Venezuelan money is estimated to represent more than one-quarter of the $8 billion that U.S. investigators say was invested in fraudulent Stanford certificates of deposit with impossibly high interest rates.
The government seized Stanford's local commercial bank, a small operation holding local currency accounts, on Thursday after a run by customers using Internet facilities. The government promised to auction off the bank.
Many wealthy and middle-class Venezuelans say they are intimidated by Chavez, who often characterizes the rich as bad people and has imposed tough limits on currency flows and periodically expropriates companies and land.

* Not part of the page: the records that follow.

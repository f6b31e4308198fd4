//! services/client/src/adapters/http.rs
//!
//! The HTTP adapter, the concrete implementation of the `HttpTransport` port
//! on top of `reqwest`.

use async_trait::async_trait;
use justgo_core::ports::{HttpTransport, Method, TransportError, TransportRequest, TransportResponse};
use reqwest::header::{ACCEPT, CONTENT_TYPE};
use reqwest::{Client, Url};
use std::time::Duration;
use tracing::debug;

//=========================================================================================
// The Main Adapter Struct
//=========================================================================================

/// An adapter that implements the `HttpTransport` port using `reqwest`.
#[derive(Clone)]
pub struct ReqwestTransport {
    http: Client,
    base_url: Url,
}

impl ReqwestTransport {
    /// Creates a new `ReqwestTransport` rooted at `base_url`.
    pub fn new(base_url: Url, timeout: Duration) -> Result<Self, TransportError> {
        let http = Client::builder()
            .timeout(timeout)
            .build()
            .map_err(|e| TransportError::Unreachable(format!("failed to create HTTP client: {}", e)))?;
        Ok(Self { http, base_url })
    }

    /// Resolves `path` against the base URL one segment at a time so that
    /// values such as `New York` are percent-encoded.
    fn resolve(&self, path: &str) -> Result<Url, TransportError> {
        let mut url = self.base_url.clone();
        {
            let mut segments = url.path_segments_mut().map_err(|_| {
                TransportError::Unreachable(format!("'{}' cannot be a base URL", self.base_url))
            })?;
            segments.pop_if_empty();
            segments.extend(path.split('/').filter(|s| !s.is_empty()));
        }
        Ok(url)
    }
}

//=========================================================================================
// `HttpTransport` Trait Implementation
//=========================================================================================

#[async_trait]
impl HttpTransport for ReqwestTransport {
    async fn execute(&self, request: TransportRequest) -> Result<TransportResponse, TransportError> {
        let url = self.resolve(&request.path)?;
        debug!("{} {}", request.method, url);

        let mut builder = match request.method {
            Method::Get => self.http.get(url),
            Method::Post => self.http.post(url),
        }
        .header(ACCEPT, "application/json");

        if let Some(token) = &request.bearer {
            builder = builder.bearer_auth(token);
        }
        if let Some(body) = request.body {
            builder = builder.header(CONTENT_TYPE, "application/json").body(body);
        }

        let response = builder.send().await.map_err(map_reqwest_error)?;
        let status = response.status().as_u16();
        let body = response.text().await.map_err(map_reqwest_error)?;

        Ok(TransportResponse { status, body })
    }
}

fn map_reqwest_error(e: reqwest::Error) -> TransportError {
    if e.is_timeout() {
        TransportError::Timeout
    } else {
        TransportError::Unreachable(e.to_string())
    }
}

But individuals in the oil-exporting nation who got their fingers burnt by Allen Stanford, a 58-year-old billionaire, now have a new problem. Venezuela's banking regulator estimates they may have had more than $2 billion invested in his offshore companies.

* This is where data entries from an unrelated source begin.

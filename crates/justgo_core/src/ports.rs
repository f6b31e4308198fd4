//! crates/justgo_core/src/ports.rs
//!
//! Defines the service contracts (traits) the client core depends on.
//! These traits form the boundary of the hexagonal architecture, keeping the
//! session and orchestration logic independent of the concrete storage medium
//! and HTTP stack.

use crate::domain::CredentialRecord;
use async_trait::async_trait;
use std::fmt;

//=========================================================================================
// Port Errors
//=========================================================================================

/// Failures raised by a `CredentialStore` implementation.
#[derive(Debug, thiserror::Error)]
pub enum StoreError {
    #[error("storage error: {0}")]
    Storage(String),
    #[error("serialization error: {0}")]
    Serialization(String),
}

/// Failures raised when no HTTP response could be obtained at all.
#[derive(Debug, thiserror::Error)]
pub enum TransportError {
    #[error("connection failed: {0}")]
    Unreachable(String),
    #[error("request timed out")]
    Timeout,
}

pub type StoreResult<T> = Result<T, StoreError>;

//=========================================================================================
// Transport Request / Response
//=========================================================================================

#[derive(Debug, Clone, Copy, PartialEq, Eq, Hash)]
pub enum Method {
    Get,
    Post,
}

impl fmt::Display for Method {
    fn fmt(&self, f: &mut fmt::Formatter<'_>) -> fmt::Result {
        match self {
            Method::Get => f.write_str("GET"),
            Method::Post => f.write_str("POST"),
        }
    }
}

/// A fully-resolved outgoing call. `path` is relative to the API base URL and
/// is not yet percent-encoded; `body` is a JSON document when present.
#[derive(Debug, Clone, PartialEq, Eq)]
pub struct TransportRequest {
    pub method: Method,
    pub path: String,
    pub bearer: Option<String>,
    pub body: Option<String>,
}

#[derive(Debug, Clone, PartialEq, Eq)]
pub struct TransportResponse {
    pub status: u16,
    pub body: String,
}

impl TransportResponse {
    pub fn is_success(&self) -> bool {
        (200..300).contains(&self.status)
    }
}

//=========================================================================================
// Service Ports (Traits)
//=========================================================================================

/// Durable key/value persistence for the session credential.
///
/// Implementations store a single record under a fixed key. They do no
/// validation and no expiry checking.
///
/// The methods are synchronous and are called from async code while the
/// session lock is held, so every call must be short: one small file or an
/// in-memory value. A slower backend has to be moved behind
/// `tokio::task::spawn_blocking` and out of the session transitions.
pub trait CredentialStore: Send + Sync {
    /// Persists the record, overwriting any previous one.
    fn save(&self, record: &CredentialRecord) -> StoreResult<()>;

    /// Returns the last saved record, or `None` if nothing is stored.
    fn load(&self) -> StoreResult<Option<CredentialRecord>>;

    /// Removes the stored record. Clearing an empty store is not an error.
    fn clear(&self) -> StoreResult<()>;
}

#[async_trait]
pub trait HttpTransport: Send + Sync {
    /// Issues a single HTTP call. Any response, whatever its status, is `Ok`;
    /// `Err` means no response was obtained.
    async fn execute(&self, request: TransportRequest) -> Result<TransportResponse, TransportError>;
}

"We love that Stanford man like we love Chavez," one well-dressed young investor said bitterly, smoking at a Stanford office, where hundreds have lined up in recent days seeking their money.

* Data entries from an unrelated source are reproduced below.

//! services/client/src/config.rs
//!
//! Defines the client's configuration structure and loading logic.
//!
//! All configuration is loaded from environment variables at startup. The `.env`
//! file is used for local development.

use reqwest::Url;
use std::path::PathBuf;
use std::time::Duration;
use tracing::Level;

/// A custom error type for configuration loading failures.
#[derive(Debug, thiserror::Error)]
pub enum ConfigError {
    #[error("Invalid value for the environment variable {0}: {1}")]
    InvalidValue(String, String),
}

/// Holds all configuration loaded from the environment at startup.
#[derive(Clone, Debug)]
pub struct Config {
    pub api_url: Url,
    pub credentials_path: PathBuf,
    pub request_timeout: Duration,
    pub default_city: String,
    pub log_level: Level,
}

impl Config {
    /// Loads configuration from environment variables.
    ///
    /// It will look for a `.env` file in the current directory for development,
    /// but this is skipped in test environments to ensure tests are hermetic.
    pub fn from_env() -> Result<Self, ConfigError> {
        if !cfg!(test) {
            dotenvy::dotenv().ok();
        }
        Self::from_lookup(|key| std::env::var(key).ok())
    }

    /// Builds the configuration from an arbitrary variable source.
    pub fn from_lookup<F>(lookup: F) -> Result<Self, ConfigError>
    where
        F: Fn(&str) -> Option<String>,
    {
        // --- Remote API ---
        let api_url_str =
            lookup("JUSTGO_API_URL").unwrap_or_else(|| "http://localhost:5000".to_string());
        let api_url = Url::parse(&api_url_str)
            .map_err(|e| ConfigError::InvalidValue("JUSTGO_API_URL".to_string(), e.to_string()))?;
        if api_url.cannot_be_a_base() {
            return Err(ConfigError::InvalidValue(
                "JUSTGO_API_URL".to_string(),
                format!("'{}' cannot be used as a base URL", api_url_str),
            ));
        }

        let timeout_str =
            lookup("JUSTGO_REQUEST_TIMEOUT_SECS").unwrap_or_else(|| "15".to_string());
        let timeout_secs = timeout_str
            .parse::<u64>()
            .ok()
            .filter(|secs| *secs > 0)
            .ok_or_else(|| {
                ConfigError::InvalidValue(
                    "JUSTGO_REQUEST_TIMEOUT_SECS".to_string(),
                    format!("'{}' is not a positive number of seconds", timeout_str),
                )
            })?;

        // --- Local State ---
        let credentials_path = lookup("JUSTGO_CREDENTIALS_PATH")
            .map(PathBuf::from)
            .unwrap_or_else(|| PathBuf::from("./.justgo/credentials.json"));

        let default_city = lookup("JUSTGO_DEFAULT_CITY")
            .map(|city| city.trim().to_string())
            .filter(|city| !city.is_empty())
            .unwrap_or_else(|| "Paris".to_string());

        let log_level_str = lookup("RUST_LOG").unwrap_or_else(|| "INFO".to_string());
        let log_level = log_level_str.parse::<Level>().map_err(|_| {
            ConfigError::InvalidValue(
                "RUST_LOG".to_string(),
                format!("'{}' is not a valid log level", log_level_str),
            )
        })?;

        Ok(Self {
            api_url,
            credentials_path,
            request_timeout: Duration::from_secs(timeout_secs),
            default_city,
            log_level,
        })
    }
}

After a major banking collapse in the 1990s, Venezuelans started to keep their savings offshore, even before Chavez became president. With many of the wealthy scared that his socialist revolution would one day make them flee the country, they decided that building up savings overseas was indispensable.
"When the time comes to run from Venezuela it's important to have something outside," said Monica Pena, who had invested her parents' inheritance in Stanford because of its high rates and marble and dark wood-paneled offices suggesting respectability.
Inflation in South America's top oil exporter is higher than savings rates, and many see the dollar as a safe-haven currency. Chavez, an ally of Cuba, exacerbates the anxiety with actions against the private sector such as nationalizations.
"Where are you going to take your two cents? You can't trust the banks here, and you don't want to have much money here because this government wants to take it," said one investor whose family entrusted about $250,000 to Stanford.
"This lunatic we have here makes you feel like your money is running through your fingers," she said.
Many investors asked not to be named because they feared they would be identified as wealthy and targeted by criminals or even by the government for higher taxes. Some worried they might suffer reprisals from the bank.
MIAMI IN CARACAS
Stanford employed trusted figures to sell his investment scheme in Venezuela including respected local bankers. For several years, Luis Giusti, a former head of state-oil company PDVSA and a high-profile Chavez opponent, was a member of the advisory board of Stanford Financial Group.
Starting in Venezuela after the bank crisis, Stanford sales began slowly in a simple office, but soon snowballed as clients, happy with high-interest gains, brought in friends and family.